第235話 チビ神の恐ろしさ

 今日も監視以外することが無いので、俺は三幼女を連れて厨房に立った。


「さて今日は何作ろうかな?」


「は~い、おいしい物を作ってほしいの!」


「昨日一昨日食べたのは美味しくなかった?」


「ううん、とっても美味しかった。だからあのくらい美味しい物を作ってほしいのだ!」


「何にしようか……連続でこったものもあれだから、ワッフルを焼いてトッピングを色々と手を加えようか。チョコ、アイス、生クリーム、他には果物とジャムなんかもいいかな? ハチミツやメープルシロップもあると悪くないかもね。ワッフルは焼き立てがいいから、それ以外の準備をしよっか」


 三幼女にそう伝えると、食材を入れているスライムを呼んであさりだした。何というかこのスライムかなり便利で、体内に入れているものを表示できる様だ。ちなみに表示する能力は、ツィード君が面白半分で取り込ませたタブレットPCの効果で体の表面にマジで表示することができるようになったのだ。

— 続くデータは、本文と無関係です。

use std::sync::{Arc, Weak};

use image::{imageops, imageops::FilterType, RgbaImage};
use parking_lot::Mutex;

use super::{
    error::{TextureError, TextureResult},
    manager::Shared,
    meta::{meta_key, TextureMeta},
    pack::PackFile,
};

#[derive(Debug)]
pub(crate) enum Kind {
    Texture,
    Meta(TextureMeta),
    Opaque,
}

/// A resource-pack entry addressed by a logical key.
///
/// Textures decode lazily. The decoded bitmap is referenced weakly here and
/// pinned by the owning manager's bounded cache; once the cache evicts it the
/// next access decodes again. Callers only ever receive copies.
#[derive(Debug)]
pub struct TextureResource {
    manager: Weak<Shared>,
    key: Option<String>,
    file: Option<PackFile>,
    kind: Kind,
    decoded: Mutex<Weak<RgbaImage>>,
}

impl TextureResource {
    pub(crate) fn new(
        manager: Weak<Shared>,
        key: Option<String>,
        file: Option<PackFile>,
        kind: Kind,
    ) -> Self {
        Self {
            manager,
            key,
            file,
            kind,
            decoded: Mutex::new(Weak::new()),
        }
    }

    /// A texture that belongs to no manager.
    ///
    /// Nothing pins its bitmap, so each access decodes again, and it never has
    /// metadata.
    pub fn standalone(key: Option<String>, file: Option<PackFile>) -> Self {
        Self::new(Weak::new(), key, file, Kind::Texture)
    }

    /// Logical key, if any.
    pub fn key(&self) -> Option<&str> {
        self.key.as_deref()
    }

    /// Whether this entry is an image (or image descriptor) rather than an
    /// opaque or known-missing entry.
    pub fn is_texture(&self) -> bool {
        matches!(self.kind, Kind::Texture | Kind::Meta(_))
    }

    /// Whether this entry is a texture descriptor.
    pub fn is_texture_meta(&self) -> bool {
        matches!(self.kind, Kind::Meta(_))
    }

    /// Whether a backing file exists.
    pub fn has_file(&self) -> bool {
        self.file.is_some()
    }

    /// The backing file.
    pub fn file(&self) -> Option<&PackFile> {
        self.file.as_ref()
    }

    /// Parsed descriptor, for descriptor entries.
    pub fn meta(&self) -> Option<&TextureMeta> {
        match &self.kind {
            Kind::Meta(meta) => Some(meta),
            _ => None,
        }
    }

    /// Full-resolution copy of the decoded texture.
    pub fn texture(&self) -> TextureResult<RgbaImage> {
        Ok((*self.decode()?).clone())
    }

    /// Copy of the decoded texture resized to `width` x `height`.
    pub fn texture_sized(&self, width: u32, height: u32) -> TextureResult<RgbaImage> {
        if width == 0 || height == 0 {
            return Err(TextureError::InvalidSize { width, height });
        }
        let source = self.decode()?;
        Ok(imageops::resize(&*source, width, height, FilterType::Nearest))
    }

    /// The descriptor entry belonging to this texture.
    pub fn texture_meta(&self) -> Option<Arc<TextureResource>> {
        let key = self.key.as_deref()?;
        let manager = self.manager.upgrade()?;
        manager
            .lookup(&meta_key(key))
            .filter(|resource| resource.is_texture_meta())
    }

    /// Whether a descriptor entry exists for this texture.
    pub fn has_texture_meta(&self) -> bool {
        self.texture_meta().is_some()
    }

    fn label(&self) -> String {
        match (&self.key, &self.file) {
            (Some(key), _) => key.clone(),
            (None, Some(file)) => file.name(),
            (None, None) => "<anonymous>".to_string(),
        }
    }

    fn decode(&self) -> TextureResult<Arc<RgbaImage>> {
        if !matches!(self.kind, Kind::Texture) {
            return Err(TextureError::NotATexture(self.label()));
        }

        if let Some(image) = self.decoded.lock().upgrade() {
            return Ok(image);
        }

        // racing callers may both decode; the last writer wins
        let file = self
            .file
            .as_ref()
            .ok_or_else(|| TextureError::Missing(self.label()))?;
        let bytes = file.read().map_err(|source| TextureError::Io {
            key: self.label(),
            source,
        })?;
        let image = image::load_from_memory(&bytes)
            .map_err(|source| TextureError::Decode {
                key: self.label(),
                source,
            })?
            .to_rgba8();
        let image = Arc::new(image);

        *self.decoded.lock() = Arc::downgrade(&image);
        if let (Some(manager), Some(key)) = (self.manager.upgrade(), self.key.as_deref()) {
            manager.pin(key, Arc::clone(&image));
        }
        Ok(image)
    }
}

 ユニークモンスターのニコから生まれた、このスライムたちの生態はよくわからんな。召喚したスライムたちはニコとは違って粘液系のグロいやつで、取り込んだものの特性を吸収することはできない。まぁ残飯処理などでは便利で使い勝手のいいやつって感じでいいだろう。


 楽しく話しながらトッピングを準備していると、甘い香りにつられて他の娘たちがわらわらと湧いてきた。これはワッフルを焼いてあげないと収拾がつかないな。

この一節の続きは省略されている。